At the same table as the Moriai, Naoko Shimoyamada. She also lived in the Fukushima region, before moving to Yamagata, the neighboring prefecture, with her three daughters. Like many mothers, she had to fight with her entourage, and even with her husband, to be able to come to the Kuminosato center. In Japan, talking about radioactivity is taboo. “My friends think this is a brainwashing center!” Mayumi regrets. Unlike many of her fellow citizens, the young mother dares to evoke her anguish when she thinks about the accident. “I was cycling in the rain while the reactors were exploding. We had no information for weeks. “
If Mayumi fears for the health of her children, she does not plan to leave her city. “That’s where we were born, and we have no other place to go,” says her husband Ryuichi, who stayed at the family home. The return to normal praised by the authorities pushed the majority of families to stay. Even if the Geiger counter planted between the swing and the sandbox of the kindergarten in front of the Moriai’s house expresses everything except the normality. The father of the family pointed to a square of earth turned over. “Workers dug a pit in every kindergarten in the city. Then they were seen burying in large black bags. Everyone knows that it is contaminated land, “says Ryuichi.
Back to Kuminosato. On the beach, little Tatsuyoshi runs in the waves. After three days, he forgot his fears. “All I want is for him to grow up healthy,” his mother hopes.
Gardening workshop in the Kuminosato center: the residents reconnect with a protected nature.
A region still affected
Six years after the earthquake and tsunami of 11 March 2011, which caused the worst nuclear accident of the 21st century, 10,000 workers are still mobilized to decommission the Fukushima Daiichi plant since the disaster.
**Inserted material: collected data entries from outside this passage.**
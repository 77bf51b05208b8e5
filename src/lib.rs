//! # Phoenix Library
//!
//! Peer-to-peer emergency locator over Bluetooth Low Energy.
//!
//! Battery-powered emitters broadcast a compact 20-byte beacon in
//! manufacturer-data advertisements (position, altitude, battery,
//! condition flags); receivers scan, decode and guide a user to a
//! chosen emitter with distance, bearing and haptics, falling back to
//! GPS tracking when the BLE link lapses.

pub mod beacon;
pub mod config;
pub mod emitter;
pub mod error;
pub mod finder;
pub mod platform;
pub mod receiver;
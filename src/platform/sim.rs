//! # Simulated Sensor Suite
//!
//! A `SensorSuite` implementation producing a plausible walk: GPS jitter
//! around a fixed point, bursts of motion, a slowly draining battery.
//! Drives the demo binary so the whole pipeline can run on a desk.

use async_trait::async_trait;
use rand::rngs::SmallRng;
use rand::{Rng as _, SeedableRng};

use super::{
    AccelSample, BatterySample, GyroSample, LocationSample, SensorSnapshot, SensorSuite,
};

/// Roughly one metre of latitude in degrees
const DEG_PER_METRE: f64 = 1.0 / 111_320.0;

/// Simulated walker around a fixed origin
pub struct SimulatedSensors {
    rng: SmallRng,
    latitude: f64,
    longitude: f64,
    altitude_m: f64,
    battery_level: f64,
    heading_deg: f64,
    tick: u64,
}

impl SimulatedSensors {
    pub fn new(latitude: f64, longitude: f64, altitude_m: f64) -> Self {
        Self {
            rng: SmallRng::from_entropy(),
            latitude,
            longitude,
            altitude_m,
            battery_level: 0.93,
            heading_deg: 0.0,
            tick: 0,
        }
    }
}

#[async_trait]
impl SensorSuite for SimulatedSensors {
    async fn start(&mut self) -> Vec<&'static str> {
        // The walker has no barometer; fusion falls back to GPS altitude
        vec!["altimeter"]
    }

    async fn snapshot(&mut self) -> SensorSnapshot {
        self.tick += 1;

        // Wander a metre or two every few ticks
        let moving = self.tick % 7 < 3;
        if moving {
            self.latitude += self.rng.gen_range(-1.5..1.5) * DEG_PER_METRE;
            self.longitude += self.rng.gen_range(-1.5..1.5) * DEG_PER_METRE;
        }

        self.battery_level = (self.battery_level - 0.0001).max(0.0);
        self.heading_deg = (self.heading_deg + self.rng.gen_range(-4.0..4.0)).rem_euclid(360.0);

        let accel_noise = if moving { 0.25 } else { 0.02 };
        let accel = AccelSample {
            x: self.rng.gen_range(-accel_noise..accel_noise),
            y: self.rng.gen_range(-accel_noise..accel_noise),
            z: 1.0 + self.rng.gen_range(-accel_noise..accel_noise),
        };

        let gyro_noise = if moving { 0.4 } else { 0.05 };
        let gyro = GyroSample {
            x: self.rng.gen_range(-gyro_noise..gyro_noise),
            y: self.rng.gen_range(-gyro_noise..gyro_noise),
            z: self.rng.gen_range(-gyro_noise..gyro_noise),
        };

        SensorSnapshot {
            location: Some(LocationSample {
                latitude: self.latitude,
                longitude: self.longitude,
                altitude_m: self.altitude_m,
                accuracy_m: self.rng.gen_range(3.0..15.0),
            }),
            accel: Some(accel),
            gyro: Some(gyro),
            compass_heading_deg: Some(self.heading_deg),
            altimeter: None,
            battery: BatterySample {
                level: self.battery_level,
                charging: false,
            },
        }
    }

    async fn stop(&mut self) {}
}

#[cfg(test)]
mod tests {
    use super::*;

    #[tokio::test]
    async fn test_simulated_snapshot_shape() {
        let mut sensors = SimulatedSensors::new(37.422, -122.084, 12.0);
        assert_eq!(sensors.start().await, vec!["altimeter"]);

        let snapshot = sensors.snapshot().await;
        let location = snapshot.location.unwrap();
        assert!((location.latitude - 37.422).abs() < 0.001);
        assert!(location.accuracy_m >= 3.0 && location.accuracy_m <= 15.0);
        assert!(snapshot.accel.is_some());
        assert!(snapshot.altimeter.is_none());
        assert!(snapshot.battery.level > 0.9);
    }

    #[tokio::test]
    async fn test_simulated_battery_drains() {
        let mut sensors = SimulatedSensors::new(0.0, 0.0, 0.0);
        let first = sensors.snapshot().await.battery.level;
        for _ in 0..10 {
            sensors.snapshot().await;
        }
        let later = sensors.snapshot().await.battery.level;
        assert!(later < first);
    }
}
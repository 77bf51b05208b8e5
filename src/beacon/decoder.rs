//! # Beacon Payload Decoder
//!
//! Decodes the 20-byte payload, unwraps the manufacturer-data frame and
//! validates decoded fields against the wire-format invariants.

use super::protocol::*;
use crate::error::{PhoenixError, Result};

/// Decode a 20-byte payload into beacon fields
///
/// Returns the raw wire values without range enforcement; receivers run
/// [`validate`] before accepting a payload.
///
/// # Arguments
///
/// * `data` - Payload bytes
///
/// # Errors
///
/// Returns `BadSize` if `data` is not exactly 20 bytes.
pub fn decode_payload(data: &[u8]) -> Result<BeaconPayload> {
    if data.len() != PAYLOAD_LEN {
        return Err(PhoenixError::BadSize {
            expected: PAYLOAD_LEN,
            actual: data.len(),
        });
    }

    Ok(BeaconPayload {
        device_id: u32::from_be_bytes([data[0], data[1], data[2], data[3]]),
        latitude: f32::from_be_bytes([data[4], data[5], data[6], data[7]]),
        longitude: f32::from_be_bytes([data[8], data[9], data[10], data[11]]),
        altitude_msl_m: i16::from_be_bytes([data[12], data[13]]),
        relative_altitude_cm: i16::from_be_bytes([data[14], data[15]]),
        battery_pct: data[16],
        timestamp_s: u16::from_be_bytes([data[17], data[18]]),
        flags: BeaconFlags::from_byte(data[19]),
    })
}

/// Unwrap a manufacturer-data frame into company id and payload
///
/// # Arguments
///
/// * `data` - Raw manufacturer data from an advertisement
/// * `accepted_company_ids` - Company identifiers recognized on decode
///
/// # Errors
///
/// Returns `NotPhoenix` if the frame is not exactly 24 bytes, the magic
/// word does not match, or the company id is not in the accepted set.
pub fn unwrap_frame(data: &[u8], accepted_company_ids: &[u16]) -> Result<(u16, [u8; PAYLOAD_LEN])> {
    if data.len() != FRAME_LEN {
        return Err(PhoenixError::NotPhoenix);
    }

    let company_id = u16::from_le_bytes([data[0], data[1]]);
    let magic = u16::from_le_bytes([data[2], data[3]]);

    if magic != PHOENIX_MAGIC || !accepted_company_ids.contains(&company_id) {
        return Err(PhoenixError::NotPhoenix);
    }

    let mut payload = [0u8; PAYLOAD_LEN];
    payload.copy_from_slice(&data[4..]);

    Ok((company_id, payload))
}

/// Check a decoded payload against the wire-format invariants
///
/// Receivers drop payloads that fail this check. The invariants:
/// - latitude in [-90, 90], longitude in [-180, 180] (NaN fails both)
/// - battery in [0, 100]
/// - altitude MSL in [-500, 9000] metres
/// - the low-battery flag implies battery below 20%
pub fn validate(payload: &BeaconPayload) -> bool {
    if !(-90.0..=90.0).contains(&payload.latitude) {
        return false;
    }
    if !(-180.0..=180.0).contains(&payload.longitude) {
        return false;
    }
    if payload.battery_pct > 100 {
        return false;
    }
    if payload.altitude_msl_m < ALTITUDE_MSL_MIN_M || payload.altitude_msl_m > ALTITUDE_MSL_MAX_M {
        return false;
    }
    if payload.flags.low_battery && payload.battery_pct >= LOW_BATTERY_THRESHOLD_PCT {
        return false;
    }
    true
}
The year 2017 will also be marked by the end of the allowances granted by the government for aid to voluntary evacuees, which opponents equate to a forced return for the 26,000 people who evacuated “on their own initiative”, according to the vocabulary official. Japan, which was 30% dependent on nuclear power before the accident, built 54 reactors at the seaside, and only two of them were restarted since the accident. According to a report published last year by two associations of American doctors, the Fukushima accident could cause 10,000 more cancers among the Japanese population due to radiation.
Reblogged this on 20 millisieverts per year.